What have you done to advocate on behalf of people with disabilities during this time?

Katie: I recently told my story at a press conference for the Arizona Center for Disability Law. I also advocate for The Arc of Tempe to let people know to speak up for themselves.

Calvin: I spoke at a press conference to let people know how this virus has affected me. Many people like me may not have access to the vaccine because of transportation. I believe many people like me would not feel safe using public transportation to go to a vaccine site so that can be a barrier.

Why is this important to you?

Katie: It is important so I can continue to feel safe outside in my community, so I can do things in my community and other people with disabilities can get a chance to get back out into their community.

Calvin: It is important because I am a self-advocate and I want to see people have the opportunity to receive fair treatment. I think individuals who are susceptible to get the virus should have the opportunity to receive the vaccine and get it sooner.  If someone has a higher risk of getting the virus they should have the opportunity to get the vaccine.

What would you like other self-advocates to know about advocating for themselves?

Katie: The issues for people with disabilities may have been about the shot and difficulty getting it because they are not considered eligible to get it. People with disabilities are left out of that and they cannot get it.

I know a mother of a boy with autism that got her shot, but her son could not get his shot because he did not qualify even though he was at high risk at getting the COVID virus and he was not able to receive it.

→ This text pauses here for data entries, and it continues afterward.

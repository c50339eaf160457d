//! WebSocket upgrade handler.
//!
//! `GET /api/ws?token=<jwt>`: the token is verified before the upgrade, so a
//! rejected client gets a plain HTTP 401 and no session is ever created.

use axum::{
    extract::{ws::WebSocketUpgrade, Query, State},
    response::{IntoResponse, Response},
};
use futures_util::StreamExt;
use serde::Deserialize;

use bruinchat_core::error::ChatError;

use crate::app_state::AppState;
use crate::error::HttpError;
use crate::transport::session::serve_connection;

#[derive(Debug, Deserialize)]
pub struct WsQuery {
    #[serde(default)]
    pub token: Option<String>,
}

pub async fn ws_upgrade(
    State(app): State<AppState>,
    ws: WebSocketUpgrade,
    Query(q): Query<WsQuery>,
) -> Response {
    let metrics = app.metrics();

    if app.is_draining() {
        metrics.ws_upgrades.inc(&[("result", "draining")]);
        return HttpError(ChatError::Unavailable("server is shutting down".into())).into_response();
    }

    let claims = match app.verifier().verify(q.token.as_deref().unwrap_or_default()) {
        Ok(claims) => claims,
        Err(e) => {
            metrics.ws_upgrades.inc(&[("result", "rejected")]);
            tracing::info!(error = %e, "websocket upgrade rejected");
            return HttpError(e).into_response();
        }
    };
    metrics.ws_upgrades.inc(&[("result", "accepted")]);

    let deps = app.session_deps();
    // Oversized frames are reported by the codec; axum only caps runaway input.
    let max_message = deps.cfg.max_frame_bytes.saturating_mul(4);

    ws.max_message_size(max_message)
        .on_upgrade(move |socket| async move {
            let (sink, stream) = socket.split();
            serve_connection(deps, claims.user_id, stream, sink).await;
        })
}
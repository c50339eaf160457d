use std::sync::atomic::{AtomicI64, Ordering};

use async_trait::async_trait;
use chrono::{DateTime, Utc};
use dashmap::DashMap;

use bruinchat_core::error::Result;
use bruinchat_core::protocol::Id;

use super::{MessageStore, NewMessage, StoredMessage};

#[derive(Debug, Clone, PartialEq, Eq)]
pub struct ConversationSummary {
    pub last_message: String,
    pub updated_at: DateTime<Utc>,
}

/// Process-local store used by the dev binary and tests.
pub struct InMemoryMessageStore {
    next_id: AtomicI64,
    messages: DashMap<String, Vec<StoredMessage>>,
    conversations: DashMap<String, ConversationSummary>,
}

impl InMemoryMessageStore {
    pub fn new() -> Self {
        Self {
            next_id: AtomicI64::new(1),
            messages: DashMap::new(),
            conversations: DashMap::new(),
        }
    }

    /// Messages of one conversation in insertion order.
    pub fn messages(&self, conversation_id: &Id) -> Vec<StoredMessage> {
        self.messages
            .get(&conversation_id.key())
            .map(|v| v.value().clone())
            .unwrap_or_default()
    }

    pub fn conversation(&self, conversation_id: &Id) -> Option<ConversationSummary> {
        self.conversations
            .get(&conversation_id.key())
            .map(|c| c.value().clone())
    }

    pub fn message_count(&self) -> usize {
        self.messages.iter().map(|e| e.value().len()).sum()
    }
}

impl Default for InMemoryMessageStore {
    fn default() -> Self {
        Self::new()
    }
}

#[async_trait]
impl MessageStore for InMemoryMessageStore {
    async fn save_message(&self, msg: NewMessage) -> Result<StoredMessage> {
        let stored = StoredMessage {
            message_id: self.next_id.fetch_add(1, Ordering::Relaxed),
            created_at: Utc::now(),
            message: msg,
        };
        self.messages
            .entry(stored.message.conversation_id.key())
            .or_default()
            .push(stored.clone());
        Ok(stored)
    }

    async fn touch_conversation(
        &self,
        conversation_id: &Id,
        last_message: &str,
        at: DateTime<Utc>,
    ) -> Result<()> {
        let mut entry = self
            .conversations
            .entry(conversation_id.key())
            .or_insert_with(|| ConversationSummary {
                last_message: String::new(),
                updated_at: at,
            });
        // out-of-order touches must not roll the summary back
        if at >= entry.updated_at {
            entry.last_message = last_message.to_string();
            entry.updated_at = at;
        }
        Ok(())
    }
}
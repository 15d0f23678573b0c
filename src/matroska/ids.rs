// This Source Code Form is subject to the terms of the Mozilla Public
// License, v. 2.0. If a copy of the MPL was not distributed with this
// file, You can obtain one at https://mozilla.org/MPL/2.0/.

use std::fmt;

macro_rules! element_database {
    ($($(#[$attr:meta])* $name:ident $id:literal),*,) => {
        #[derive(Clone, Copy, PartialEq, Eq)]
        pub(crate) enum ElementId {
            $($(#[$attr])* $name),*,
            Unknown(u32),
        }

        impl From<u32> for ElementId {
            fn from(id: u32) -> ElementId {
                use self::ElementId::*;
                match id {
                    $($(#[$attr])* $id => $name),*,
                    _ => Unknown(id),
                }
            }
        }

        impl From<ElementId> for u32 {
            fn from(id: ElementId) -> u32 {
                use self::ElementId::*;
                match id {
                    $($(#[$attr])* $name => $id),*,
                    Unknown(id) => id,
                }
            }
        }

        impl fmt::Debug for ElementId {
            fn fmt(&self, f: &mut fmt::Formatter<'_>) -> fmt::Result {
                use self::ElementId::*;
                match self {
                    $($(#[$attr])* $name => f.write_str(stringify!($name))),*,
                    Unknown(id) => write!(f, "Unknown({id:#X})"),
                }
            }
        }
    }
}

element_database!(
    Ebml                    0x1A45_DFA3,
    DocType                 0x4282,
    Segment                 0x1853_8067,
    SeekHead                0x114D_9B74,
    Seek                    0x4DBB,
    SeekId                  0x53AB,
    SeekPosition            0x53AC,
    Info                    0x1549_A966,
    TimestampScale          0x2A_D7B1,
    Duration                0x4489,
    Tracks                  0x1654_AE6B,
    TrackEntry              0xAE,
    TrackType               0x83,
    CodecId                 0x86,
    Video                   0xE0,
    PixelWidth              0xB0,
    PixelHeight             0xBA,
    Audio                   0xE1,
    SamplingFrequency       0xB5,
    OutputSamplingFrequency 0x78B5,
    Channels                0x9F,
    BitDepth                0x6264,
    Cluster                 0x1F43_B675,
    Cues                    0x1C53_BB6B,
    Tags                    0x1254_C367,
    Void                    0xEC,
    Crc32                   0xBF,
);

/// `TrackType` values.
pub(crate) const TRACK_TYPE_VIDEO: u64 = 1;
pub(crate) const TRACK_TYPE_AUDIO: u64 = 2;

/// Nanoseconds per `Duration` tick unless `TimestampScale` says otherwise.
pub(crate) const DEFAULT_TIMESTAMP_SCALE: u64 = 1_000_000;

#[test]
fn ids_round_trip() {
    assert_eq!(ElementId::from(0x1853_8067), ElementId::Segment);
    assert_eq!(u32::from(ElementId::OutputSamplingFrequency), 0x78B5);
    assert_eq!(ElementId::from(0x4321), ElementId::Unknown(0x4321));
    assert_eq!(format!("{:?}", ElementId::from(0x4321)), "Unknown(0x4321)");
}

I would like self-advocates to know that it is very important to get it… and realize the importance of getting the COVID vaccine and understand what COVID is in order to protect your health.  Important to know what it is and to make it in plain language that people with disabilities can understand.

Calvin: I would like them to know that they are important enough to advocate for themselves, speak up. I would like to remind them and encourage that life does matter, that them speaking up and advocating is helping the next person. If people with disabilities speak up, they are helping others with disabilities and people without disability learn how to empathize more, and change their perspective of the law and society.  I am helping everyone. We are not expendable. We are people first. How we feel, and our desires, matter. It is okay to speak up and say how we feel. Someone will listen. If enough people are speaking up and listening, then enough people will be heard and that is where we will see change happen.